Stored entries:
┌────────

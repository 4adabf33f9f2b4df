//! # Profile Utilities
//!
//! The user profile document plus the helpers the profile and sign-up
//! views need: display names, avatar initials, research-area labels,
//! registration form validation and password strength.

use crate::primitives::{MIN_NAME_LENGTH, MIN_PASSWORD_LENGTH};
use chrono::{DateTime, Utc};
use serde::{Deserialize, Serialize};
use std::collections::BTreeMap;

/// Role assigned to every self-registered account.
pub const DEFAULT_ROLE: &str = "scientist";

/// Characters counted as "special" by [`password_strength`].
const SPECIAL_CHARS: &str = "!@#$%^&*(),.?\":{}|<>";

// =============================================================================
// USER PROFILE
// =============================================================================

/// Profile document stored under `users/<uid>`.
#[derive(Debug, Clone, PartialEq, Eq, Serialize, Deserialize)]
#[serde(rename_all = "camelCase")]
pub struct UserProfile {
    pub uid: String,
    pub email: String,
    #[serde(default)]
    pub first_name: String,
    #[serde(default)]
    pub last_name: String,
    #[serde(default)]
    pub institution: String,
    #[serde(default)]
    pub research_area: String,
    #[serde(default = "default_role")]
    pub role: String,
    pub created_at: DateTime<Utc>,
    pub last_login: DateTime<Utc>,
    #[serde(default, skip_serializing_if = "Option::is_none")]
    pub updated_at: Option<DateTime<Utc>>,
    #[serde(default)]
    pub profile_complete: bool,
}

fn default_role() -> String {
    DEFAULT_ROLE.to_string()
}

impl UserProfile {
    /// Profile for a freshly registered account.
    #[must_use]
    pub fn new_registration(uid: impl Into<String>, form: &Registration, now: DateTime<Utc>) -> Self {
        Self {
            uid: uid.into(),
            email: form.email.clone(),
            first_name: form.first_name.clone(),
            last_name: form.last_name.clone(),
            institution: form.institution.clone(),
            research_area: form.research_area.clone(),
            role: default_role(),
            created_at: now,
            last_login: now,
            updated_at: None,
            profile_complete: true,
        }
    }

    /// "First Last", falling back to the email, then to "User".
    #[must_use]
    pub fn display_name(&self) -> String {
        let name = format!("{} {}", self.first_name.trim(), self.last_name.trim());
        let name = name.trim();
        if !name.is_empty() {
            name.to_string()
        } else if !self.email.is_empty() {
            self.email.clone()
        } else {
            "User".to_string()
        }
    }

    /// Avatar initials: both name initials, else the first name's, else the
    /// email's first letter, else "U".
    #[must_use]
    pub fn initials(&self) -> String {
        let first = self.first_name.trim().chars().next();
        let last = self.last_name.trim().chars().next();
        let email = self.email.trim().chars().next();

        let letters: Vec<char> = match (first, last, email) {
            (Some(f), Some(l), _) => vec![f, l],
            (Some(f), None, _) => vec![f],
            (None, _, Some(e)) => vec![e],
            (None, _, None) => vec!['U'],
        };
        letters.into_iter().flat_map(char::to_uppercase).collect()
    }
}

/// "space-biology" becomes "Space Biology"; empty becomes "Not specified".
#[must_use]
pub fn format_research_area(area: &str) -> String {
    if area.is_empty() {
        return "Not specified".to_string();
    }
    let mut out = String::with_capacity(area.len());
    let mut at_word_start = true;
    for ch in area.chars() {
        let ch = if ch == '-' { ' ' } else { ch };
        let is_word = ch.is_alphanumeric() || ch == '_';
        if is_word && at_word_start {
            out.extend(ch.to_uppercase());
        } else {
            out.push(ch);
        }
        at_word_start = !is_word;
    }
    out
}

// =============================================================================
// VALIDATION
// =============================================================================

/// `local@domain.tld`: no whitespace, exactly one `@`, and a dot in the
/// domain with text on both sides.
#[must_use]
pub fn is_valid_email(email: &str) -> bool {
    if email.chars().any(char::is_whitespace) {
        return false;
    }
    let Some((local, domain)) = email.split_once('@') else {
        return false;
    };
    if local.is_empty() || domain.contains('@') {
        return false;
    }
    domain
        .char_indices()
        .any(|(i, c)| c == '.' && i > 0 && i + 1 < domain.len())
}

/// Form fields that can carry a validation error.
#[derive(Debug, Clone, Copy, PartialEq, Eq, PartialOrd, Ord, Serialize)]
#[serde(rename_all = "camelCase")]
pub enum FormField {
    FirstName,
    LastName,
    Email,
    Password,
    ConfirmPassword,
    Institution,
}

impl FormField {
    #[must_use]
    pub const fn as_str(self) -> &'static str {
        match self {
            Self::FirstName => "firstName",
            Self::LastName => "lastName",
            Self::Email => "email",
            Self::Password => "password",
            Self::ConfirmPassword => "confirmPassword",
            Self::Institution => "institution",
        }
    }
}

pub type FieldErrors = BTreeMap<FormField, &'static str>;

/// Validated sign-up payload.
#[derive(Debug, Clone, PartialEq, Eq, Serialize, Deserialize)]
#[serde(rename_all = "camelCase")]
pub struct Registration {
    pub email: String,
    pub password: String,
    pub first_name: String,
    pub last_name: String,
    #[serde(default)]
    pub institution: String,
    #[serde(default)]
    pub research_area: String,
}

/// The sign-up form as typed.
#[derive(Debug, Clone, Default, PartialEq, Eq, Serialize, Deserialize)]
#[serde(rename_all = "camelCase", default)]
pub struct RegistrationForm {
    pub first_name: String,
    pub last_name: String,
    pub email: String,
    pub password: String,
    pub confirm_password: String,
    pub institution: String,
    pub research_area: String,
}

impl RegistrationForm {
    /// One message per invalid field; empty means the form can be submitted.
    #[must_use]
    pub fn validate(&self) -> FieldErrors {
        let mut errors = FieldErrors::new();

        if self.first_name.trim().is_empty() {
            errors.insert(FormField::FirstName, "First name is required");
        }
        if self.last_name.trim().is_empty() {
            errors.insert(FormField::LastName, "Last name is required");
        }

        if self.email.trim().is_empty() {
            errors.insert(FormField::Email, "Email is required");
        } else if !is_valid_email(self.email.trim()) {
            errors.insert(FormField::Email, "Please enter a valid email address");
        }

        if self.password.is_empty() {
            errors.insert(FormField::Password, "Password is required");
        } else if self.password.chars().count() < MIN_PASSWORD_LENGTH {
            errors.insert(
                FormField::Password,
                "Password must be at least 6 characters long",
            );
        }

        if self.confirm_password.is_empty() {
            errors.insert(FormField::ConfirmPassword, "Please confirm your password");
        } else if self.password != self.confirm_password {
            errors.insert(FormField::ConfirmPassword, "Passwords do not match");
        }

        errors
    }

    /// Validate and convert into the payload sent to the identity platform.
    pub fn into_registration(self) -> Result<Registration, FieldErrors> {
        let errors = self.validate();
        if !errors.is_empty() {
            return Err(errors);
        }
        Ok(Registration {
            email: self.email.trim().to_string(),
            password: self.password,
            first_name: self.first_name.trim().to_string(),
            last_name: self.last_name.trim().to_string(),
            institution: self.institution.trim().to_string(),
            research_area: self.research_area,
        })
    }
}

/// Partial profile edit; absent fields are left untouched.
#[derive(Debug, Clone, Default, PartialEq, Eq, Serialize, Deserialize)]
#[serde(rename_all = "camelCase")]
pub struct ProfileUpdate {
    #[serde(default, skip_serializing_if = "Option::is_none")]
    pub first_name: Option<String>,
    #[serde(default, skip_serializing_if = "Option::is_none")]
    pub last_name: Option<String>,
    #[serde(default, skip_serializing_if = "Option::is_none")]
    pub institution: Option<String>,
    #[serde(default, skip_serializing_if = "Option::is_none")]
    pub research_area: Option<String>,
}

impl ProfileUpdate {
    /// Names need two characters; the institution is optional but, when
    /// given, needs two characters too.
    #[must_use]
    pub fn validate(&self) -> FieldErrors {
        let too_short = |s: &str| s.trim().chars().count() < MIN_NAME_LENGTH;
        let mut errors = FieldErrors::new();

        if self.first_name.as_deref().is_some_and(too_short) {
            errors.insert(FormField::FirstName, "First name must be at least 2 characters");
        }
        if self.last_name.as_deref().is_some_and(too_short) {
            errors.insert(FormField::LastName, "Last name must be at least 2 characters");
        }
        if self
            .institution
            .as_deref()
            .is_some_and(|i| !i.trim().is_empty() && too_short(i))
        {
            errors.insert(
                FormField::Institution,
                "Institution must be at least 2 characters",
            );
        }
        errors
    }

    /// True when the edit touches the account's display name.
    #[must_use]
    pub fn changes_name(&self) -> bool {
        self.first_name.is_some() || self.last_name.is_some()
    }
}

// =============================================================================
// PASSWORD STRENGTH
// =============================================================================

#[derive(Debug, Clone, Copy, PartialEq, Eq, PartialOrd, Ord, Serialize)]
pub enum StrengthLevel {
    #[serde(rename = "Very Weak")]
    VeryWeak,
    Weak,
    Fair,
    Good,
    Strong,
}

└────────

HOW TO COMPLETE THIS TASK:
Beginning with the line that has "for ch in area.chars()" and ending with the line that has "pub enum FormField", set down the lines above exactly and include no others.

WRITTEN RESPONSE:
    for ch in area.chars() {
        let ch = if ch == '-' { ' ' } else { ch };
        let is_word = ch.is_alphanumeric() || ch == '_';
        if is_word && at_word_start {
            out.extend(ch.to_uppercase());
        } else {
            out.push(ch);
        }
        at_word_start = !is_word;
    }
    out
}

// =============================================================================
// VALIDATION
// =============================================================================

/// `local@domain.tld`: no whitespace, exactly one `@`, and a dot in the
/// domain with text on both sides.
#[must_use]
pub fn is_valid_email(email: &str) -> bool {
    if email.chars().any(char::is_whitespace) {
        return false;
    }
    let Some((local, domain)) = email.split_once('@') else {
        return false;
    };
    if local.is_empty() || domain.contains('@') {
        return false;
    }
    domain
        .char_indices()
        .any(|(i, c)| c == '.' && i > 0 && i + 1 < domain.len())
}

/// Form fields that can carry a validation error.
#[derive(Debug, Clone, Copy, PartialEq, Eq, PartialOrd, Ord, Serialize)]
#[serde(rename_all = "camelCase")]
pub enum FormField {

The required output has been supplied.